Die eventuelle Sanktionierung von Alternativ-Medien, etwa wegen aus dem Kontext gerissener Bilder, kann aber auch als Bumerang auf die großen Medien zurückfallen, weil die Latte für Berichte dadurch höher gehängt wird. An dieser Latte müssten sich dann eigentlich auch die Redakteure von ARD oder Spiegel messen lassen. Leider gibt es aber keine Instanz, die diese Gleichbehandlung angemessen durchsetzen könnte: Zu einig sind sich viele große Medien in ihren eigenen Verfehlungen und in ihrem Willen, Kritik daran aggressiv abzuwehren. In welchem kritischen Zustand sich Teile der großen Medien unter anderem bei den Themen „Corona, Nawalny, Krieg und Frieden“ befinden, haben wir in vielen Beiträgen beschrieben, kürzlich etwa in diesem Artikel. Und Albrecht Müller hat zum Thema gerade formuliert:
„Es wäre um vieles sinnvoller, wenn sie sich die unendliche Welt der Manipulation und Meinungsmache der herrschenden Medien, leider auch der öffentlich-rechtlichen Medien, vornehmen würden. Allein die dort betriebene Aggression gegen Russland, der Feindbildaufbau und wirkliche Kriegshetze würden ausreichen, um den Stab über den etablierten Medien zu brechen.“
Internet: Zwischen Meinungsfreiheit und Verrohung
KenFM ist ein zugespitztes und kontroverses Meinungsportal – mir persönlich gefallen keineswegs alle Meinungen, die dort vertreten werden. Aber die Motive, wegen denen der Kanal nun immer weiter unter Druck gesetzt wird, sind durchschaubar und sie sind abzulehnen. Das Portal pauschal als „rechtsextrem“ zu bezeichnen, geht weit am Ziel vorbei. Aus Motiven der Meinungsvielfalt sollte man KenFM gegen die aktuellen Angriffe verteidigen, auch wenn man nicht mit allen dortigen Aussagen einverstanden ist.
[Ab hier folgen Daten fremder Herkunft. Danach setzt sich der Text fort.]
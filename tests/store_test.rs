//! End-to-end store tests: append, read, restart recovery, crash
//! truncation, index queries and delayed redelivery.

use mqstore::message::PROPERTY_KEYS;
use mqstore::{
    FlushDiskType, GetMessageStatus, Message, MessageStore, MessageStoreConfig, StoreError,
};
use std::io::{Seek, SeekFrom, Write};
use std::path::Path;
use std::time::Duration;
use tracing_subscriber::EnvFilter;

/// Initialize test logging
fn init_logging() {
    let _ = tracing_subscriber::fmt()
        .with_env_filter(
            EnvFilter::from_default_env().add_directive("mqstore=debug".parse().unwrap()),
        )
        .with_test_writer()
        .try_init();
}

fn test_config(root: &Path) -> MessageStoreConfig {
    let mut config = MessageStoreConfig::new(root);
    config.commit_log_file_size = 64 * 1024;
    config.consume_queue_file_entries = 100;
    config.index_hash_slots = 64;
    config.index_max_entries = 256;
    config.flush_interval_ms = 50;
    config.flush_consume_queue_interval_ms = 50;
    config.schedule_scan_interval_ms = 100;
    config.message_delay_levels = "1s 2s".to_string();
    config
}

async fn open_store(config: MessageStoreConfig) -> MessageStore {
    init_logging();
    let store = MessageStore::new(config).unwrap();
    store.load().await.unwrap();
    store.start().unwrap();
    store
}

/// Poll until `cond` holds; dispatch is asynchronous so reads lag appends.
async fn wait_for(what: &str, mut cond: impl FnMut() -> bool) {
    for _ in 0..200 {
        if cond() {
            return;
        }
        tokio::time::sleep(Duration::from_millis(25)).await;
    }
    panic!("timed out waiting for {what}");
}

#[tokio::test(flavor = "multi_thread")]
async fn test_put_get_round_trip_preserves_order() {
    let dir = tempfile::tempdir().unwrap();
    let store = open_store(test_config(dir.path())).await;

    for body in ["A", "B", "C"] {
        let result = store
            .put_message(Message::new("orders", 0, body.as_bytes().to_vec()))
            .await
            .unwrap();
        assert!(result.is_ok(), "append rejected: {:?}", result.status);
    }

    wait_for("3 dispatched messages", || {
        store.get_max_offset_in_queue("orders", 0) == 3
    })
    .await;

    let batch = store.get_message("orders", 0, 0, 32);
    assert_eq!(batch.status, GetMessageStatus::Found);
    assert_eq!(batch.next_begin_offset, 3);
    let bodies: Vec<_> = batch.messages.iter().map(|m| m.body.as_ref()).collect();
    assert_eq!(bodies, vec![b"A".as_ref(), b"B".as_ref(), b"C".as_ref()]);

    // Logical offsets are dense from zero.
    for (i, msg) in batch.messages.iter().enumerate() {
        assert_eq!(msg.queue_offset, i as i64);
        assert_eq!(msg.topic, "orders");
    }

    store.shutdown().await;
}

#[tokio::test(flavor = "multi_thread")]
async fn test_get_message_statuses() {
    let dir = tempfile::tempdir().unwrap();
    let store = open_store(test_config(dir.path())).await;

    let missing = store.get_message("nope", 0, 0, 10);
    assert_eq!(missing.status, GetMessageStatus::NoMessageInQueue);
    assert_eq!(missing.next_begin_offset, 0);

    store
        .put_message(Message::new("orders", 0, "x"))
        .await
        .unwrap();
    wait_for("dispatch", || store.get_max_offset_in_queue("orders", 0) == 1).await;

    let overflow = store.get_message("orders", 0, 50, 10);
    assert_eq!(overflow.status, GetMessageStatus::OffsetOverflow);
    assert_eq!(overflow.next_begin_offset, 1);

    store.shutdown().await;
}

#[tokio::test(flavor = "multi_thread")]
async fn test_sync_flush_acks() {
    let dir = tempfile::tempdir().unwrap();
    let mut config = test_config(dir.path());
    config.flush_disk_type = FlushDiskType::SyncFlush;
    let store = open_store(config).await;

    let result = store
        .put_message(Message::new("orders", 0, "durable"))
        .await
        .unwrap();
    assert_eq!(result.status, mqstore::AppendStatus::Ok);

    store.shutdown().await;
}

#[tokio::test(flavor = "multi_thread")]
async fn test_restart_recovers_identical_state() {
    let dir = tempfile::tempdir().unwrap();

    let store = open_store(test_config(dir.path())).await;
    let mut ids = Vec::new();
    for i in 0..10 {
        let result = store
            .put_message(Message::new("orders", 1, format!("m{i}")))
            .await
            .unwrap();
        ids.push(result.msg_id);
    }
    wait_for("dispatch", || store.get_max_offset_in_queue("orders", 1) == 10).await;
    store.shutdown().await;

    let store = open_store(test_config(dir.path())).await;
    assert_eq!(store.get_max_offset_in_queue("orders", 1), 10);

    let batch = store.get_message("orders", 1, 0, 32);
    assert_eq!(batch.status, GetMessageStatus::Found);
    assert_eq!(batch.messages.len(), 10);
    assert_eq!(batch.messages[7].body.as_ref(), b"m7");

    // Message ids from before the restart still resolve.
    let found = store.lookup_message_by_id(&ids[3]).unwrap();
    assert_eq!(found.body.as_ref(), b"m3");

    // New appends continue the logical sequence.
    let result = store
        .put_message(Message::new("orders", 1, "again"))
        .await
        .unwrap();
    assert_eq!(result.queue_offset, 10);
    wait_for("dispatch", || {
        store.get_max_offset_in_queue("orders", 1) == 11
    })
    .await;
    store.shutdown().await;

    // A second restart lands on the same recovered state.
    let store = open_store(test_config(dir.path())).await;
    assert_eq!(store.get_max_offset_in_queue("orders", 1), 11);
    let tail = store.get_message("orders", 1, 10, 1);
    assert_eq!(tail.messages[0].body.as_ref(), b"again");
    store.shutdown().await;
}

#[tokio::test(flavor = "multi_thread")]
async fn test_torn_tail_record_is_discarded_on_recovery() {
    let dir = tempfile::tempdir().unwrap();

    let last_offset;
    {
        let store = open_store(test_config(dir.path())).await;
        for i in 0..3 {
            store
                .put_message(Message::new("orders", 0, format!("m{i}")))
                .await
                .unwrap();
        }
        let result = store
            .put_message(Message::new("orders", 0, "torn"))
            .await
            .unwrap();
        last_offset = result.physical_offset;
        wait_for("dispatch", || store.get_max_offset_in_queue("orders", 0) == 4).await;
        store.shutdown().await;
    }

    // Smash the magic code of the last record, as a torn write would.
    let segment = dir.path().join("commitlog").join(format!("{:020}", 0));
    let mut file = std::fs::OpenOptions::new()
        .write(true)
        .open(&segment)
        .unwrap();
    file.seek(SeekFrom::Start(last_offset as u64 + 4)).unwrap();
    file.write_all(&[0xde, 0xad, 0xbe, 0xef]).unwrap();
    file.sync_all().unwrap();
    drop(file);

    let store = open_store(test_config(dir.path())).await;
    // Exactly the damaged record is gone.
    assert_eq!(store.get_max_offset_in_queue("orders", 0), 3);
    assert_eq!(store.max_phy_offset(), last_offset as u64);
    let batch = store.get_message("orders", 0, 0, 32);
    assert_eq!(batch.messages.len(), 3);
    assert_eq!(batch.messages[2].body.as_ref(), b"m2");

    // The frontier is writable again.
    let result = store
        .put_message(Message::new("orders", 0, "replacement"))
        .await
        .unwrap();
    assert_eq!(result.physical_offset, last_offset);
    assert_eq!(result.queue_offset, 3);
    store.shutdown().await;
}

#[tokio::test(flavor = "multi_thread")]
async fn test_query_message_by_key() {
    let dir = tempfile::tempdir().unwrap();
    let store = open_store(test_config(dir.path())).await;

    for i in 0..5 {
        store
            .put_message(
                Message::new("orders", 0, format!("m{i}"))
                    .with_property(PROPERTY_KEYS, format!("order-{i}")),
            )
            .await
            .unwrap();
    }
    store
        .put_message(
            Message::new("orders", 0, "dup").with_property(PROPERTY_KEYS, "order-2"),
        )
        .await
        .unwrap();
    wait_for("dispatch", || store.get_max_offset_in_queue("orders", 0) == 6).await;

    let result = store.query_message("orders", "order-2", 16, 0, i64::MAX);
    assert_eq!(result.messages.len(), 2);
    // Newest first.
    assert_eq!(result.messages[0].body.as_ref(), b"dup");
    assert_eq!(result.messages[1].body.as_ref(), b"m2");

    assert!(store
        .query_message("orders", "order-99", 16, 0, i64::MAX)
        .messages
        .is_empty());

    store.shutdown().await;
}

#[tokio::test(flavor = "multi_thread")]
async fn test_delayed_message_redelivered_after_due() {
    let dir = tempfile::tempdir().unwrap();
    let store = open_store(test_config(dir.path())).await;

    store
        .put_message(Message::new("orders", 2, "later").with_delay_level(1))
        .await
        .unwrap();

    // Routed into the delay queue, not the destination.
    tokio::time::sleep(Duration::from_millis(300)).await;
    assert_eq!(store.get_max_offset_in_queue("orders", 2), 0);

    wait_for("delayed redelivery", || {
        store.get_max_offset_in_queue("orders", 2) == 1
    })
    .await;

    let batch = store.get_message("orders", 2, 0, 1);
    assert_eq!(batch.status, GetMessageStatus::Found);
    assert_eq!(batch.messages[0].body.as_ref(), b"later");
    assert_eq!(batch.messages[0].topic, "orders");
    assert_eq!(batch.messages[0].queue_id, 2);

    store.shutdown().await;
}

#[tokio::test(flavor = "multi_thread")]
async fn test_degraded_store_suppresses_redelivery() {
    let dir = tempfile::tempdir().unwrap();
    let store = open_store(test_config(dir.path())).await;

    store
        .put_message(Message::new("orders", 2, "held").with_delay_level(1))
        .await
        .unwrap();
    store.running_flags().mark_not_writeable();

    // Past the 1s due time with margin; a degraded store must not append
    // the redelivered copy.
    tokio::time::sleep(Duration::from_millis(1800)).await;
    assert_eq!(store.get_max_offset_in_queue("orders", 2), 0);

    store.shutdown().await;
}

#[tokio::test(flavor = "multi_thread")]
async fn test_rejects_oversized_and_degraded_writes() {
    let dir = tempfile::tempdir().unwrap();
    let mut config = test_config(dir.path());
    config.max_message_size = 128;
    let store = open_store(config).await;

    let result = store
        .put_message(Message::new("orders", 0, vec![0u8; 1024]))
        .await
        .unwrap();
    assert_eq!(result.status, mqstore::AppendStatus::MessageIllegal);

    store.running_flags().mark_not_writeable();
    let err = store
        .put_message(Message::new("orders", 0, "x"))
        .await
        .unwrap_err();
    assert!(matches!(err, StoreError::StoreUnavailable(_)));

    store.shutdown().await;
}

#[tokio::test(flavor = "multi_thread")]
async fn test_offset_by_timestamp() {
    let dir = tempfile::tempdir().unwrap();
    let store = open_store(test_config(dir.path())).await;

    store
        .put_message(Message::new("orders", 0, "early"))
        .await
        .unwrap();
    tokio::time::sleep(Duration::from_millis(50)).await;
    let mid = chrono::Utc::now().timestamp_millis();
    tokio::time::sleep(Duration::from_millis(50)).await;
    store
        .put_message(Message::new("orders", 0, "late"))
        .await
        .unwrap();
    wait_for("dispatch", || store.get_max_offset_in_queue("orders", 0) == 2).await;

    assert_eq!(store.offset_in_queue_by_timestamp("orders", 0, 0), 0);
    assert_eq!(store.offset_in_queue_by_timestamp("orders", 0, mid), 1);

    store.shutdown().await;
}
Andererseits würden einige der nun angeblich betroffenen Internetmedien von den NachDenkSeiten mutmaßlich nicht empfohlen werden.* Es ist nicht zu leugnen, dass es (auch) im Internet fragwürdige Medien gibt und teils ein Trend zur Verrohung festzustellen ist. In diesem Artikel soll es aber vor allem um zwei Prinzipien gehen: Die Gefahr, dass man künftig viele Andersdenkende mit den Sanktions-Möglichkeiten des neuen Medienstaatsvertrags sabotieren könnte, nachdem sie von massiven Kampagnen pauschal als „rechts“ eingeordnet wurden, ist groß. Die Heuchelei, mit der sich Fake-News-Produzenten großer Medien pauschal über die Alternativmedien erheben, ist nicht akzeptabel.
* 17.02.2021 13:45 Uhr: Der Satz wurde leicht gekürzt, um die Darlegung eindeutiger zu gestalten.